Lo mulai kepikiran buat bikin solo project ini kapan?

Sejak dulu, dari kecil juga udah kepikiran buat bikin solo project kali ya, haha. Spesifiknya sejak gue bikin lagu, tapi sampai ada nama Bin Idris tuh kira-kira 2012. Alasannya sederhana, waktu itu Sigmun lagi ngerjain Cerebro. Nah, karena di situ gue baru ngerti home recording, akhirnya gue ngulik-ngulik nyobain.

Gue pake nama Bin Idris karena kalo pake nama sendiri kurang asik, sih. Ternyata setelah dicoba, gue menikmati prosesnya. Awalnya iseng-iseng aja. Tiap muncul materi, langsung gue upload di Soundcloud, lalu gue ngerasa “kayaknya perlu nih ngerilis dalam bentuk satu album,” akhirnya dirilislah album ini.

Lo sendiri surprisednggak dengan responnya? Album ini kan sering disebut sebagai salah satu album terbaik 2016

Gue sebenernya low expectation buat album ini. Bagi gue album ini sendiri pop banget, dan pasti lebih mudah buat diterima oleh publik dibanding Sigmun.

Kalau resepsi publik gue nggak terlalu kaget, karena memang lagu-lagunya gampang dicerna, kan. Tapi untuk resepsi kritikus, ternyata oke juga, itu lumayan mengagetkan sih.

Ada, nggak, tema tertentu yang diusung di album Bin Idris?

Nggak ada tema besar. Secara keseluruhan temanya ya tentang perspektif personal gue aja, soal segala hal. Kayak hal remeh kayak di Jalan Bebas Hambatan, atau soal mager di rumah, lah.

Wah begitu, lalu lagu Tulang dan Besi tentang apa?

Tulang dan Besi itu tentang kasus Salim Kancil.
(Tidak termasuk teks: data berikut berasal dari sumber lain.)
//! `.ipa`/`.zip` artifacts
//!
//! rules_apple ships bundles inside archives. Next to the archive it may also
//! leave an unpacked copy (`archive_root`); when that copy is newer than the
//! archive's `<stem>.unprocessed.<ext>` sentinel it is mirrored instead of
//! extracting the archive again.

use std::fs::{self, File};
use std::io;
use std::path::{Component, Path, PathBuf};
use std::time::SystemTime;

use thiserror::Error;
use tracing::{debug, trace};

use crate::report::Diagnostics;

/// Errors from archive handling
#[derive(Debug, Error)]
pub enum ArchiveError {
    #[error("Generated archive not found at \"{0}\"")]
    Missing(PathBuf),

    #[error("Failed to read archive \"{path}\": {source}")]
    Read {
        path: PathBuf,
        #[source]
        source: zip::result::ZipError,
    },

    #[error("Failed to create target path \"{path}\" during extraction. {source}")]
    CreateDir {
        path: PathBuf,
        #[source]
        source: io::Error,
    },

    #[error("Failed to extract \"{path}\": {source}")]
    Write {
        path: PathBuf,
        #[source]
        source: io::Error,
    },
}

impl ArchiveError {
    pub fn exit_code(&self) -> i32 {
        match self {
            ArchiveError::Missing(_) => 670,
            _ => 671,
        }
    }
}

/// Result type for archive handling
pub type ArchiveResult<T> = Result<T, ArchiveError>;

/// Whether `path` names an archive artifact.
pub fn is_archive(path: &Path) -> bool {
    matches!(
        path.extension().and_then(|e| e.to_str()),
        Some("ipa") | Some("zip")
    )
}

/// Where the bundle sits inside an archive and how many leading path
/// components to drop when extracting it.
#[derive(Debug, Clone, PartialEq, Eq)]
pub struct ArchiveLayout {
    pub subpath: String,
    pub strip_components: usize,
}

impl ArchiveLayout {
    /// `.ipa` files nest the bundle under `Payload/`, except for macOS
    /// bundles, which test rules also ship as `.ipa`.
    pub fn for_archive(archive: &Path, bundle: &str, is_macos: bool) -> Self {
        let is_ipa = archive.extension().is_some_and(|e| e == "ipa");
        if is_ipa && !is_macos {
            Self {
                subpath: format!("Payload/{bundle}"),
                strip_components: 2,
            }
        } else {
            Self {
                subpath: bundle.to_string(),
                strip_components: 1,
            }
        }
    }
}

/// `<dir>/<stem>.unprocessed.<ext>` next to `archive`.
pub fn sentinel_path(archive: &Path) -> PathBuf {
    let stem = archive
        .file_stem()
        .map(|s| s.to_string_lossy().into_owned())
        .unwrap_or_default();
    let name = match archive.extension() {
        Some(ext) => format!("{stem}.unprocessed.{}", ext.to_string_lossy()),
        None => format!("{stem}.unprocessed"),
    };
    archive.with_file_name(name)
}

fn modified(path: &Path) -> Option<SystemTime> {
    fs::metadata(path).and_then(|m| m.modified()).ok()
}

/// Whether `archive_root` is strictly newer than the archive's sentinel.
///
/// A missing root or missing sentinel means the archive must be extracted.
pub fn archive_root_is_fresh(archive_root: &Path, archive: &Path) -> bool {
    match (modified(archive_root), modified(&sentinel_path(archive))) {
        (Some(root), Some(sentinel)) => root > sentinel,
        _ => false,
    }
}

fn is_support_dir(name: &str) -> bool {
    let top = name.split('/').next().unwrap_or("");
    top.ends_with("Support") || top.ends_with("Support2")
}

fn stripped_path(name: &str, strip: usize) -> Option<PathBuf> {
    let mut rel = PathBuf::new();
    for part in name.split('/').filter(|p| !p.is_empty()).skip(strip) {
        let part = Path::new(part);
        if !matches!(part.components().next(), Some(Component::Normal(_))) {
            return None;
        }
        rel.push(part);
    }
    Some(rel)
}

fn write_entry(reader: &mut impl io::Read, target: &Path, mode: Option<u32>) -> io::Result<()> {
    let mut out = File::create(target)?;
    io::copy(reader, &mut out)?;
    #[cfg(unix)]
    if let Some(mode) = mode {
        use std::os::unix::fs::PermissionsExt;
        fs::set_permissions(target, fs::Permissions::from_mode(mode))?;
    }
    #[cfg(not(unix))]
    let _ = mode;
    Ok(())
}

/// Extract the bundle in `archive` into `dest`.
///
/// Returns the number of files written.
pub fn extract(
    archive: &Path,
    dest: &Path,
    layout: &ArchiveLayout,
    diag: &mut dyn Diagnostics,
) -> ArchiveResult<usize> {
    if !archive.is_file() {
        return Err(ArchiveError::Missing(archive.to_path_buf()));
    }
    let read_err = |source| ArchiveError::Read {
        path: archive.to_path_buf(),
        source,
    };
    let file = File::open(archive).map_err(|e| read_err(e.into()))?;
    let mut zip = zip::ZipArchive::new(file).map_err(read_err)?;

    let mut written = 0;
    for index in 0..zip.len() {
        let mut entry = zip.by_index(index).map_err(read_err)?;
        let name = entry.name().to_string();

        if is_support_dir(&name) || name.len() < layout.subpath.len() {
            continue;
        }
        if !name.starts_with(&layout.subpath) {
            diag.warning(&format!(
                "Mismatched extraction path. Archive content at \"{name}\" expected to have subpath of \"{}\"",
                layout.subpath
            ));
        }
        let Some(rel) = stripped_path(&name, layout.strip_components) else {
            diag.warning(&format!("Skipping archive entry with unsafe path \"{name}\""));
            continue;
        };
        let target = dest.join(rel);
        let mode = entry.unix_mode().map(|m| m & 0o777).filter(|m| *m != 0);
        trace!(entry = %name, mode = ?mode, "extracting");

        let target_dir = if entry.is_dir() {
            target.as_path()
        } else {
            target.parent().unwrap_or(dest)
        };
        fs::create_dir_all(target_dir).map_err(|source| ArchiveError::CreateDir {
            path: target.clone(),
            source,
        })?;
        if entry.is_dir() {
            continue;
        }

        write_entry(&mut entry, &target, mode).map_err(|source| ArchiveError::Write {
            path: target.clone(),
            source,
        })?;
        written += 1;
    }

    debug!(archive = %archive.display(), dest = %dest.display(), written, "extracted archive");
    Ok(written)
}

#[cfg(test)]
mod tests {
    use super::*;
    use crate::report::CapturedDiagnostics;
    use std::io::Write;
    use tempfile::TempDir;
    use zip::write::SimpleFileOptions;

    fn make_zip(path: &Path, entries: &[(&str, &str, u32)]) {
        let mut writer = zip::ZipWriter::new(File::create(path).unwrap());
        for (name, contents, mode) in entries {
            let options = SimpleFileOptions::default().unix_permissions(*mode);
            if name.ends_with('/') {
                writer.add_directory(name.trim_end_matches('/'), options).unwrap();
            } else {
                writer.start_file(*name, options).unwrap();
                writer.write_all(contents.as_bytes()).unwrap();
            }
        }
        writer.finish().unwrap();
    }

    #[test]
    fn test_layout() {
        let ipa = ArchiveLayout::for_archive(Path::new("/b/App.ipa"), "App.app", false);
        assert_eq!(ipa.subpath, "Payload/App.app");
        assert_eq!(ipa.strip_components, 2);

        let mac = ArchiveLayout::for_archive(Path::new("/b/Tests.ipa"), "Tests.xctest", true);
        assert_eq!(mac.subpath, "Tests.xctest");
        assert_eq!(mac.strip_components, 1);

        let zip = ArchiveLayout::for_archive(Path::new("/b/Kit.zip"), "Kit.framework", false);
        assert_eq!(zip.strip_components, 1);
    }

    #[test]
    fn test_sentinel_path() {
        assert_eq!(
            sentinel_path(Path::new("/bin/app/App.ipa")),
            PathBuf::from("/bin/app/App.unprocessed.ipa")
        );
    }

    #[test]
    fn test_freshness() {
        let dir = TempDir::new().unwrap();
        let archive = dir.path().join("App.ipa");
        let root = dir.path().join("App_archive-root");
        fs::create_dir(&root).unwrap();

        // No sentinel: extract.
        assert!(!archive_root_is_fresh(&root, &archive));

        let sentinel = sentinel_path(&archive);
        fs::write(&sentinel, "").unwrap();
        let old = SystemTime::now() - std::time::Duration::from_secs(60);
        File::options()
            .write(true)
            .open(&sentinel)
            .unwrap()
            .set_modified(old)
            .unwrap();
        assert!(archive_root_is_fresh(&root, &archive));

        let newer = SystemTime::now() + std::time::Duration::from_secs(60);
        File::options()
            .write(true)
            .open(&sentinel)
            .unwrap()
            .set_modified(newer)
            .unwrap();
        assert!(!archive_root_is_fresh(&root, &archive));
    }

    #[test]
    fn test_extract_ipa() {
        let dir = TempDir::new().unwrap();
        let archive = dir.path().join("App.ipa");
        make_zip(
            &archive,
            &[
                ("Payload/", "", 0o755),
                ("Payload/App.app/", "", 0o755),
                ("Payload/App.app/App", "binary", 0o755),
                ("Payload/App.app/Info.plist", "plist", 0o644),
                ("Payload/App.app/PlugIns/W.appex/W", "ext", 0o755),
                ("SwiftSupport/iphoneos/libswiftCore.dylib", "swift", 0o644),
            ],
        );

        let dest = dir.path().join("out/App.app");
        let layout = ArchiveLayout::for_archive(&archive, "App.app", false);
        let mut diag = CapturedDiagnostics::default();
        let written = extract(&archive, &dest, &layout, &mut diag).unwrap();

        assert_eq!(written, 3);
        assert_eq!(fs::read_to_string(dest.join("App")).unwrap(), "binary");
        assert_eq!(fs::read_to_string(dest.join("PlugIns/W.appex/W")).unwrap(), "ext");
        assert!(!dir.path().join("out/libswiftCore.dylib").exists());
        assert!(diag.warnings.is_empty());

        #[cfg(unix)]
        {
            use std::os::unix::fs::PermissionsExt;
            let mode = fs::metadata(dest.join("App")).unwrap().permissions().mode();
            assert_eq!(mode & 0o777, 0o755);
        }
    }

    #[test]
    fn test_extract_warns_on_mismatched_subpath() {
        let dir = TempDir::new().unwrap();
        let archive = dir.path().join("Kit.zip");
        make_zip(&archive, &[("Other.framework/Other", "x", 0o644)]);

        let dest = dir.path().join("Kit.framework");
        let layout = ArchiveLayout::for_archive(&archive, "Kit.framework", false);
        let mut diag = CapturedDiagnostics::default();
        extract(&archive, &dest, &layout, &mut diag).unwrap();

        assert_eq!(diag.warnings.len(), 1);
        assert!(dest.join("Other").exists());
    }

    #[test]
    fn test_missing_archive() {
        let dir = TempDir::new().unwrap();
        let mut diag = CapturedDiagnostics::default();
        let layout = ArchiveLayout::for_archive(Path::new("x.zip"), "X.app", false);
        let err = extract(&dir.path().join("x.zip"), dir.path(), &layout, &mut diag).unwrap_err();
        assert_eq!(err.exit_code(), 670);
    }

    #[test]
    fn test_corrupt_archive() {
        let dir = TempDir::new().unwrap();
        let archive = dir.path().join("bad.zip");
        fs::write(&archive, "not a zip").unwrap();
        let mut diag = CapturedDiagnostics::default();
        let layout = ArchiveLayout::for_archive(&archive, "X.app", false);
        let err = extract(&archive, dir.path(), &layout, &mut diag).unwrap_err();
        assert_eq!(err.exit_code(), 671);
    }
}
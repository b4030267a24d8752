//! Portal-backed collaborators
//!
//! Implements every lookup the deletion guard needs on top of `PortalHttpClient`.

use nsguard_common::{Env, GuardError};
use nsguard_core::{
    AppRoleUsers, AssociatedNamespace, InstanceCount, Namespace, NamespaceBranch, NamespaceLoader,
    NamespaceProvider, PermissionProvider, User, UserProvider,
};
use serde::Serialize;
use tracing::debug;

use crate::config::PortalClientConfig;
use crate::constants::portal_api_path;
use crate::error::PortalError;
use crate::http::PortalHttpClient;
use crate::model::{BranchView, NamespaceView, Page};

/// Portal providers for the deletion guard
pub struct PortalProviders {
    http_client: PortalHttpClient,
}

impl PortalProviders {
    pub fn new(config: PortalClientConfig) -> Result<Self, PortalError> {
        Ok(Self {
            http_client: PortalHttpClient::new(config)?,
        })
    }

    /// Create from a single portal address
    pub fn from_server_addr(addr: &str, access_token: Option<&str>) -> Result<Self, PortalError> {
        let mut config = PortalClientConfig::new(addr);
        config.access_token = access_token.map(str::to_string);
        Self::new(config)
    }

    async fn instance_count(
        &self,
        app_id: &str,
        env: &str,
        cluster_name: &str,
        namespace_name: &str,
    ) -> Result<u32, PortalError> {
        #[derive(Serialize)]
        #[serde(rename_all = "camelCase")]
        struct Query<'a> {
            app_id: &'a str,
            cluster_name: &'a str,
            namespace_name: &'a str,
        }

        self.http_client
            .get_with_query(
                &portal_api_path::instance_count_by_namespace(env),
                &Query {
                    app_id,
                    cluster_name,
                    namespace_name,
                },
            )
            .await
    }

    async fn branch(
        &self,
        app_id: &str,
        env: &str,
        cluster_name: &str,
        namespace_name: &str,
    ) -> Result<Option<NamespaceBranch>, PortalError> {
        #[derive(Serialize)]
        #[serde(rename_all = "camelCase")]
        struct Query {
            release_id: i64,
            page: u32,
            size: u32,
        }

        let branch: Option<BranchView> = self
            .http_client
            .get_optional(&portal_api_path::namespace_branch(
                app_id,
                env,
                cluster_name,
                namespace_name,
            ))
            .await?;
        let Some(branch) = branch else {
            return Ok(None);
        };

        let total = match branch.latest_release_id {
            Some(release_id) => {
                let page: Page = self
                    .http_client
                    .get_with_query(
                        &portal_api_path::instances_by_release(env),
                        &Query {
                            release_id,
                            page: 0,
                            size: 1,
                        },
                    )
                    .await?;
                page.total
            }
            // Never released, so no instance can use it
            None => 0,
        };

        Ok(Some(NamespaceBranch {
            branch_name: branch.base_info.cluster_name,
            latest_release_instances: InstanceCount { total },
        }))
    }
}

#[async_trait::async_trait]
impl UserProvider for PortalProviders {
    async fn load_current_user(&self) -> Result<User, GuardError> {
        Ok(self.http_client.get(&portal_api_path::current_user()).await?)
    }
}

#[async_trait::async_trait]
impl PermissionProvider for PortalProviders {
    async fn app_role_users(&self, app_id: &str) -> Result<AppRoleUsers, GuardError> {
        Ok(self
            .http_client
            .get(&portal_api_path::app_role_users(app_id))
            .await?)
    }
}

#[async_trait::async_trait]
impl NamespaceProvider for PortalProviders {
    async fn associated_namespaces(
        &self,
        app_id: &str,
        env: Env,
        namespace_name: &str,
    ) -> Result<Vec<AssociatedNamespace>, GuardError> {
        #[derive(Serialize)]
        #[serde(rename_all = "camelCase")]
        struct Query<'a> {
            app_id: &'a str,
        }

        let associated: Vec<AssociatedNamespace> = self
            .http_client
            .get_with_query(
                &portal_api_path::associated_namespaces(env.as_str(), namespace_name),
                &Query { app_id },
            )
            .await?;
        debug!(
            app_id,
            namespace = namespace_name,
            count = associated.len(),
            "Loaded associated namespaces"
        );
        Ok(associated)
    }

    async fn delete_namespace(
        &self,
        app_id: &str,
        env: Env,
        cluster_name: &str,
        namespace_name: &str,
    ) -> Result<(), GuardError> {
        self.http_client
            .delete(&portal_api_path::namespace(
                app_id,
                env.as_str(),
                cluster_name,
                namespace_name,
            ))
            .await
            .map_err(PortalError::into_deletion_failure)
    }
}

#[async_trait::async_trait]
impl NamespaceLoader for PortalProviders {
    async fn load_namespace(
        &self,
        app_id: &str,
        env: Env,
        cluster_name: &str,
        namespace_name: &str,
    ) -> Result<Namespace, GuardError> {
        let env_name = env.as_str();
        let view: NamespaceView = self
            .http_client
            .get(&portal_api_path::namespace(
                app_id,
                env_name,
                cluster_name,
                namespace_name,
            ))
            .await?;
        let instances_count = self
            .instance_count(app_id, env_name, cluster_name, namespace_name)
            .await?;
        let branch = self
            .branch(app_id, env_name, cluster_name, namespace_name)
            .await?;

        Ok(Namespace {
            is_public: view.is_public,
            is_linked_namespace: view.is_linked(),
            app_id: view.base_info.app_id,
            env,
            cluster_name: view.base_info.cluster_name,
            namespace_name: view.base_info.namespace_name,
            instances_count,
            branch,
        })
    }
}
Sebenernya gue pribadi bukan orang yang terlalu peka sama isu-isu sosial semacam itu, tapi ketika kasus Salim Kancil naik, gue lagi seneng-senengnya pasca Sigmun rilis single. Ketika lagi bahagia dan gue denger ada orang yang nasibnya kayak gitu, miris kan rasanya. Lalu apa yang bisa gue lakuin? Ya minimal, gue bikin lagu tentang itu.

Influence lo sendiri datang dari mana aja, sih?

Influence untuk album Bin Idris ini masih beririsan sama Sigmun sebenernya. Kayak Bob Dylan, delta blues Robert Johnson, Chrisye, Iwan Fals, atau Dewa 19. Ketika awal ngerjain album ini gue ngerasa pengen bikin album yang grande kayak Dewa, tapi ternyata nggak terkejar, jadi gue tekankan di simplifikasi aja. Sebelumnya gue mau ada string section-nya, tapi setelah gue kerjain di rumah, gue ngerasa kalau ada orang lain yang gabung lagi kayaknya bakal terganggu, makanya gue coba kerja sendiri.

Apa konsep tadi bakal lo simpen buat rencana ke depan?

Gue nggak mengharuskan Bin Idris buat selalu simpel, gue membiarkan opsinya terbuka aja.

Rencana ke depan buat Bin Idris sendiri kayak gimana, sih?

Ini pertanyaan yang paling males gue jawab sebenernya, hahaha. Untuk waktu dekat ini ada rencana rilis vinyl sama Orange Cliff.

Apa lo ngerasa kesulitan ngegarap solo project di tengah kesibukan ngeband?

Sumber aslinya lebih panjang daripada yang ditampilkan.